You swapped the 30-minute phone screen for a one-way video interview. Candidates record answers on their own time. You review when it fits your schedule. Everybody wins.
Except the responses are flat. Candidates recite polished summaries of their resume. They give vague, safe answers that could apply to any role at any company. Three candidates in, and you can't tell them apart.
The problem isn't the format. It's the questions. Most one-way interview questions are recycled phone screen scripts, and that's exactly why they fail.
Phone screen questions don't work in async format
An automated phone screen is a conversation. You ask a question, the candidate answers, and you follow up based on what they say. Half the signal comes from those follow-ups. "Tell me more about that." "What happened next?" "How did your manager respond?"
One-way interviews strip out the follow-ups entirely. The candidate sees your question, records their answer, and moves on. There's no back-and-forth. No way to dig deeper when something interesting comes up.
This changes what "good question" means.
On a phone screen, a broad question like "Tell me about your last role" works fine. You'll steer the conversation where it needs to go. In a one-way interview, that same question produces a two-minute resume recitation. The candidate doesn't know what you're actually looking for, so they cover everything and say nothing.
One-way interview questions need to be self-contained.
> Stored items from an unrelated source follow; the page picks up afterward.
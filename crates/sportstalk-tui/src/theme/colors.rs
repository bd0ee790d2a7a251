//! Catppuccin color palettes for the TUI.

use ratatui::style::Color;
use sportstalk_engine::{Sender, ThemeName};

/// Theme color palette.
#[derive(Debug, Clone)]
pub struct Theme {
    // Backgrounds
    pub base: Color,
    pub surface: Color,

    // Foregrounds
    pub text: Color,
    pub subtext: Color,
    pub muted: Color,

    // Accents
    pub primary: Color,

    // Semantic
    pub error: Color,

    // Sender attribution
    pub user: Color,
    pub assistant: Color,

    // Borders
    pub border: Color,
    pub border_focused: Color,
}

impl Default for Theme {
    fn default() -> Self {
        Self::mocha()
    }
}

impl Theme {
    /// Build the palette for a configured theme name.
    pub fn from_name(name: ThemeName) -> Self {
        match name {
            ThemeName::Mocha => Self::mocha(),
            ThemeName::Latte => Self::latte(),
            ThemeName::HighContrast => Self::high_contrast(),
        }
    }

    /// Label color for a message author.
    pub fn sender(&self, sender: Sender) -> Color {
        match sender {
            Sender::User => self.user,
            Sender::Assistant => self.assistant,
        }
    }

    /// Catppuccin Mocha theme (default dark theme).
    pub fn mocha() -> Self {
        Self {
            base: Color::Rgb(30, 30, 46),       // #1e1e2e
            surface: Color::Rgb(49, 50, 68),    // #313244

            text: Color::Rgb(205, 214, 244),    // #cdd6f4
            subtext: Color::Rgb(166, 173, 200), // #a6adc8
            muted: Color::Rgb(108, 112, 134),   // #6c7086

            primary: Color::Rgb(180, 190, 254), // #b4befe (lavender)

            error: Color::Rgb(243, 139, 168),   // #f38ba8 (red)

            user: Color::Rgb(137, 180, 250),      // #89b4fa (blue)
            assistant: Color::Rgb(250, 179, 135), // #fab387 (peach)

            border: Color::Rgb(69, 71, 90),            // #45475a
            border_focused: Color::Rgb(180, 190, 254), // #b4befe (lavender)
        }
    }

    /// Catppuccin Latte theme (light theme).
    pub fn latte() -> Self {
        Self {
            base: Color::Rgb(239, 241, 245),    // #eff1f5
            surface: Color::Rgb(230, 233, 239), // #e6e9ef

            text: Color::Rgb(76, 79, 105),      // #4c4f69
            subtext: Color::Rgb(92, 95, 119),   // #5c5f77
            muted: Color::Rgb(140, 143, 161),   // #8c8fa1

            primary: Color::Rgb(114, 135, 253), // #7287fd (lavender)

            error: Color::Rgb(210, 15, 57),     // #d20f39 (red)

            user: Color::Rgb(30, 102, 245),      // #1e66f5 (blue)
            assistant: Color::Rgb(254, 100, 11), // #fe640b (peach)

            border: Color::Rgb(188, 192, 204),         // #bcc0cc
            border_focused: Color::Rgb(114, 135, 253), // #7287fd (lavender)
        }
    }

    /// High contrast theme for accessibility.
    pub fn high_contrast() -> Self {
        Self {
            base: Color::Black,
            surface: Color::Rgb(20, 20, 20),

            text: Color::White,
            subtext: Color::Rgb(200, 200, 200),
            muted: Color::Rgb(150, 150, 150),

            primary: Color::Cyan,

            error: Color::Red,

            user: Color::LightBlue,
            assistant: Color::LightYellow,

            border: Color::White,
            border_focused: Color::Cyan,
        }
    }
}

#[cfg(test)]
mod tests {
    use super::*;

    #[test]
    fn test_mocha_theme_creates() {
        let theme = Theme::mocha();
        assert!(matches!(theme.base, Color::Rgb(30, 30, 46)));
    }

    #[test]
    fn test_from_name() {
        assert!(matches!(
            Theme::from_name(ThemeName::Latte).base,
            Color::Rgb(239, 241, 245)
        ));
        assert!(matches!(
            Theme::from_name(ThemeName::HighContrast).base,
            Color::Black
        ));
    }

    #[test]
    fn test_senders_have_distinct_colors() {
        for theme in [Theme::mocha(), Theme::latte(), Theme::high_contrast()] {
            assert_ne!(theme.sender(Sender::User), theme.sender(Sender::Assistant));
        }
    }
}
Each question should force the candidate to reveal how they think, not just what they've done. No follow-ups means every question has to earn its spot.
Three question types that surface real signal
After reviewing thousands of async responses, a pattern emerges. Three question types consistently produce answers you can actually evaluate.
Scenario questions
Give the candidate a specific situation and ask them to walk through their approach. Not "How do you handle conflict?" but "A customer calls and says they were charged twice. Your system shows only one charge. Walk me through what you do."
Scenario questions work in async format because they're self-contained. The candidate can't give a vague answer. They have to demonstrate a thought process. You're watching them solve a problem in real time, which is closer to the actual work than anything a resume can tell you.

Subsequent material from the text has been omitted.